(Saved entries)
————————
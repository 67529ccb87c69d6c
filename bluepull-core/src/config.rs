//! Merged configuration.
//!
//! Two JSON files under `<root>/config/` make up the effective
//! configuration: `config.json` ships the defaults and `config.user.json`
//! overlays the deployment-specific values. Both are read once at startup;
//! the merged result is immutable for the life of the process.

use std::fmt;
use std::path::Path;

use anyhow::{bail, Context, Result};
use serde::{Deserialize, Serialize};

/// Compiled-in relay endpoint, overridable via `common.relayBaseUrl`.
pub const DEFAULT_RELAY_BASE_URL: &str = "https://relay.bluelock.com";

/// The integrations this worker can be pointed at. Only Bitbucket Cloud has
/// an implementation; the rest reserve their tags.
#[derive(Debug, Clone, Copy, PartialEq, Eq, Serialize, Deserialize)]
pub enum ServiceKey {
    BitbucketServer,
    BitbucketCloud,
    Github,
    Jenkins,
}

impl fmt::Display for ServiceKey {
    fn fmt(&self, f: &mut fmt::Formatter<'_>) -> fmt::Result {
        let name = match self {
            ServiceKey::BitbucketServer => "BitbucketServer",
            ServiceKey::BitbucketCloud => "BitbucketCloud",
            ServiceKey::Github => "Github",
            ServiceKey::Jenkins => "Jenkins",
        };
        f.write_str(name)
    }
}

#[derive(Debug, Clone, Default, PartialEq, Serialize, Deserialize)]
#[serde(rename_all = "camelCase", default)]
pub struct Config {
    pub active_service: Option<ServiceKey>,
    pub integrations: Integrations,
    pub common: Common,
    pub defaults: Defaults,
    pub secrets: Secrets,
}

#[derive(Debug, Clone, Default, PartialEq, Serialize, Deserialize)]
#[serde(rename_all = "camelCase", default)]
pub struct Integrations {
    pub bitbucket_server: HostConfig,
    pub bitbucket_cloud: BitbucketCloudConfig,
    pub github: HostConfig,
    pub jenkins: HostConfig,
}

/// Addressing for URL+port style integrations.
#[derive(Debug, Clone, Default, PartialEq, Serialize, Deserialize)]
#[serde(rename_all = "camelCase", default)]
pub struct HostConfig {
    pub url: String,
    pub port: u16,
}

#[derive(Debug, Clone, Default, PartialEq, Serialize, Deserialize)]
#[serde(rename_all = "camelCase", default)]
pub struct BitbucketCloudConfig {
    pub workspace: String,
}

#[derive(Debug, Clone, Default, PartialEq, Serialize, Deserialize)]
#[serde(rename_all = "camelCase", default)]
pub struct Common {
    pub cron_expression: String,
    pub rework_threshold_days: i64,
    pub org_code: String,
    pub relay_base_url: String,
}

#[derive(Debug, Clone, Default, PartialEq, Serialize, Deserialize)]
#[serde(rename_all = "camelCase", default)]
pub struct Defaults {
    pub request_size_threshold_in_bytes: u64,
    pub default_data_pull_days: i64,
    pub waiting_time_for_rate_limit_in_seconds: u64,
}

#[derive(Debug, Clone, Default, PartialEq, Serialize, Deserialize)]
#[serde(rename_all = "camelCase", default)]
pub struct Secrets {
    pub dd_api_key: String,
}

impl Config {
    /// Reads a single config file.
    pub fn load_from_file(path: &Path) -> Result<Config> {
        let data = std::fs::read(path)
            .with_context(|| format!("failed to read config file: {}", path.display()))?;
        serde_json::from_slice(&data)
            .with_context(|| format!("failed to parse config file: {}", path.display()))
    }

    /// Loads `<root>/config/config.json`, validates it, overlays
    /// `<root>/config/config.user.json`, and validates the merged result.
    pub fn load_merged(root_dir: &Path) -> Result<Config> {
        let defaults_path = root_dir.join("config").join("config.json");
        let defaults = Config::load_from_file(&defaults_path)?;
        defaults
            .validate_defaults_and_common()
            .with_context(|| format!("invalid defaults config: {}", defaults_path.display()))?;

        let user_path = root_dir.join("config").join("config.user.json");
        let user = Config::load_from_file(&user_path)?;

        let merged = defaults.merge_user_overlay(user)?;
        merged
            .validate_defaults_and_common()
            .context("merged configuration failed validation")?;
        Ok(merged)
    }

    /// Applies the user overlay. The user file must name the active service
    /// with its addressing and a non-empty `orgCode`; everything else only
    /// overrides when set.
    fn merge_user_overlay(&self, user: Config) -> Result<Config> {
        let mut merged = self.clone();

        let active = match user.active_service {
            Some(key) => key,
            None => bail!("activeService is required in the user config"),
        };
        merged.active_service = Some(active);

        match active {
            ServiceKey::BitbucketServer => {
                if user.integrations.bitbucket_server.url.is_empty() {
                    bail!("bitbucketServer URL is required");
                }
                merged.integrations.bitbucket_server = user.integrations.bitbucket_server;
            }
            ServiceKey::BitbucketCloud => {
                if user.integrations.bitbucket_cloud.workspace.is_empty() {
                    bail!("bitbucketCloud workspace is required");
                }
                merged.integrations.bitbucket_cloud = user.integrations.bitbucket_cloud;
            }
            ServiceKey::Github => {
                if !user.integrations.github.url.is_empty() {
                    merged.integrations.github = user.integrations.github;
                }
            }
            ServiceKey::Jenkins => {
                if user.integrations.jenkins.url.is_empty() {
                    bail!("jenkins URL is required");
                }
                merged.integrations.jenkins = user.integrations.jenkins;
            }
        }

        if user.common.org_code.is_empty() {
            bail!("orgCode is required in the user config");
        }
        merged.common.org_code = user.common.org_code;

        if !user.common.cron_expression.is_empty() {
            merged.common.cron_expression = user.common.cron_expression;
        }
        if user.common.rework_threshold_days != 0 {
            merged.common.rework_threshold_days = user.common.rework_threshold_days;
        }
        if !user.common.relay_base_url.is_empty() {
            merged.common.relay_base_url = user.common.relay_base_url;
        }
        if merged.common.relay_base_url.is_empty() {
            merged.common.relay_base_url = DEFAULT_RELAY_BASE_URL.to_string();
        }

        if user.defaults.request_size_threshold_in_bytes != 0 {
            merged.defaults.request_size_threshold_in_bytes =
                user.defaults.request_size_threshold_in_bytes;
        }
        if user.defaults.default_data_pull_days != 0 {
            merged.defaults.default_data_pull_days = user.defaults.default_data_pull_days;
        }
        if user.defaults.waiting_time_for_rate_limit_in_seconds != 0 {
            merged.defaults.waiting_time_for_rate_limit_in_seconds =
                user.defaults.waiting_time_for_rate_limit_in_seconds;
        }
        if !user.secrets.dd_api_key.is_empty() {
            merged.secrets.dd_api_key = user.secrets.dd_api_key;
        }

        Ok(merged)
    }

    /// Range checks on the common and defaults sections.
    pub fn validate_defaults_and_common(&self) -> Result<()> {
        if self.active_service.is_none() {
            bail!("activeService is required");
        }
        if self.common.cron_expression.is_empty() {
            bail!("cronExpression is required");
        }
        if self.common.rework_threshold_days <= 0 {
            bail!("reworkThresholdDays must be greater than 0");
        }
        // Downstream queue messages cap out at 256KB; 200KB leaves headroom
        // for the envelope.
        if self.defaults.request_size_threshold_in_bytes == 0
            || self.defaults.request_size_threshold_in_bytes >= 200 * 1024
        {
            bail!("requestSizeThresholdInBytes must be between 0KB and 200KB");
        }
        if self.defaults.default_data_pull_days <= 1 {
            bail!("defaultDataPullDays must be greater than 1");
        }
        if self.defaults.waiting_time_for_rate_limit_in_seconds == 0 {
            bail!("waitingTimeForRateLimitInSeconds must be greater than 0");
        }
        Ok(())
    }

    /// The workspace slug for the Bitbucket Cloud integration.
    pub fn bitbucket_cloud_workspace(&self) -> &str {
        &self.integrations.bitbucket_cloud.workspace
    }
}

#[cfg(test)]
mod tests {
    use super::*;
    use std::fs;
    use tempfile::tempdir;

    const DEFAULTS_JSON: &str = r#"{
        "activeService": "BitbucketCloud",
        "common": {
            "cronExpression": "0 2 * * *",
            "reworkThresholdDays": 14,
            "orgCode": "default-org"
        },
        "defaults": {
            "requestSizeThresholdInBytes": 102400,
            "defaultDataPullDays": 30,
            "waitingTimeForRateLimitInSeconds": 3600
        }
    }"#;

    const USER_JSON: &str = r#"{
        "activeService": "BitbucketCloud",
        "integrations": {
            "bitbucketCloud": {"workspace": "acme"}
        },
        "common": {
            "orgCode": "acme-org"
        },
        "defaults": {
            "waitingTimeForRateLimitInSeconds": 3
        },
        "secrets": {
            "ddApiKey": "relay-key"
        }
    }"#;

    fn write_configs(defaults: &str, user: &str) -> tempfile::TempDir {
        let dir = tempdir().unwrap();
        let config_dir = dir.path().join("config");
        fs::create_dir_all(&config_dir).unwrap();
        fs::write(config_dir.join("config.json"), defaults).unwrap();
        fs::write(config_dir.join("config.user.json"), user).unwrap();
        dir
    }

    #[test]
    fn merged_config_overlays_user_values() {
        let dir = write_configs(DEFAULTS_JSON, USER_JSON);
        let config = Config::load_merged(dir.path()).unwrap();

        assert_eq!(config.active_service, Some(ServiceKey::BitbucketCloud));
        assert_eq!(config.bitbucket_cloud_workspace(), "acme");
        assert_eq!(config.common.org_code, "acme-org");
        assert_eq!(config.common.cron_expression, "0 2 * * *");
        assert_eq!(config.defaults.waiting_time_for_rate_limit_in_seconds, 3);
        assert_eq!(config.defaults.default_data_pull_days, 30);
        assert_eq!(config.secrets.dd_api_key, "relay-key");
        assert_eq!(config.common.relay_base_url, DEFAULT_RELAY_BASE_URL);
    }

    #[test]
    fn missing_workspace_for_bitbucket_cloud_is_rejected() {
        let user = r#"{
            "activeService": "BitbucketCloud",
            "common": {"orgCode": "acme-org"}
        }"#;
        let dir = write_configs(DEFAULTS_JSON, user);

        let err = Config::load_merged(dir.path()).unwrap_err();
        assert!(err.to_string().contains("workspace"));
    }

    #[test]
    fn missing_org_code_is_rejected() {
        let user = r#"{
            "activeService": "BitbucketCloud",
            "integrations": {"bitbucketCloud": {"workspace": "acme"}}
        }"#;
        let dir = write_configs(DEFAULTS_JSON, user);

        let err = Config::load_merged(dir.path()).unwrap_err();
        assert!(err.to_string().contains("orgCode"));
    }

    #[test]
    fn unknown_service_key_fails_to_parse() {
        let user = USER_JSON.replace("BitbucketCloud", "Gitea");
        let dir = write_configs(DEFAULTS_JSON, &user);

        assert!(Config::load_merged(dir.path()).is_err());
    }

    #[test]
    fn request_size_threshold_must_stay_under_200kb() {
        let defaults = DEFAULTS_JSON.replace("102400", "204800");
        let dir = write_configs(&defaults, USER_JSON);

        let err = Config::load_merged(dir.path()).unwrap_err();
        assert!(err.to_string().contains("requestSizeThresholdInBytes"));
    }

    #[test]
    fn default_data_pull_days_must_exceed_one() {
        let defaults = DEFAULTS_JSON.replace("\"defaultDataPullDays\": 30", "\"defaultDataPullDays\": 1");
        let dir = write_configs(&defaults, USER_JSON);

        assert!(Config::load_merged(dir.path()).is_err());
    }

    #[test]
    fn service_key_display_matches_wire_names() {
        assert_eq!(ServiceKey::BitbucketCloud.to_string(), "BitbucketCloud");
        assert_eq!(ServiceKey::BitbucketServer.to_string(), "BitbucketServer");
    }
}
————————
- [Task to complete]: Copy out each line of the data where the string "greater" appears.

- [Response]:
            bail!("reworkThresholdDays must be greater than 0");
            bail!("defaultDataPullDays must be greater than 1");
            bail!("waitingTimeForRateLimitInSeconds must be greater than 0");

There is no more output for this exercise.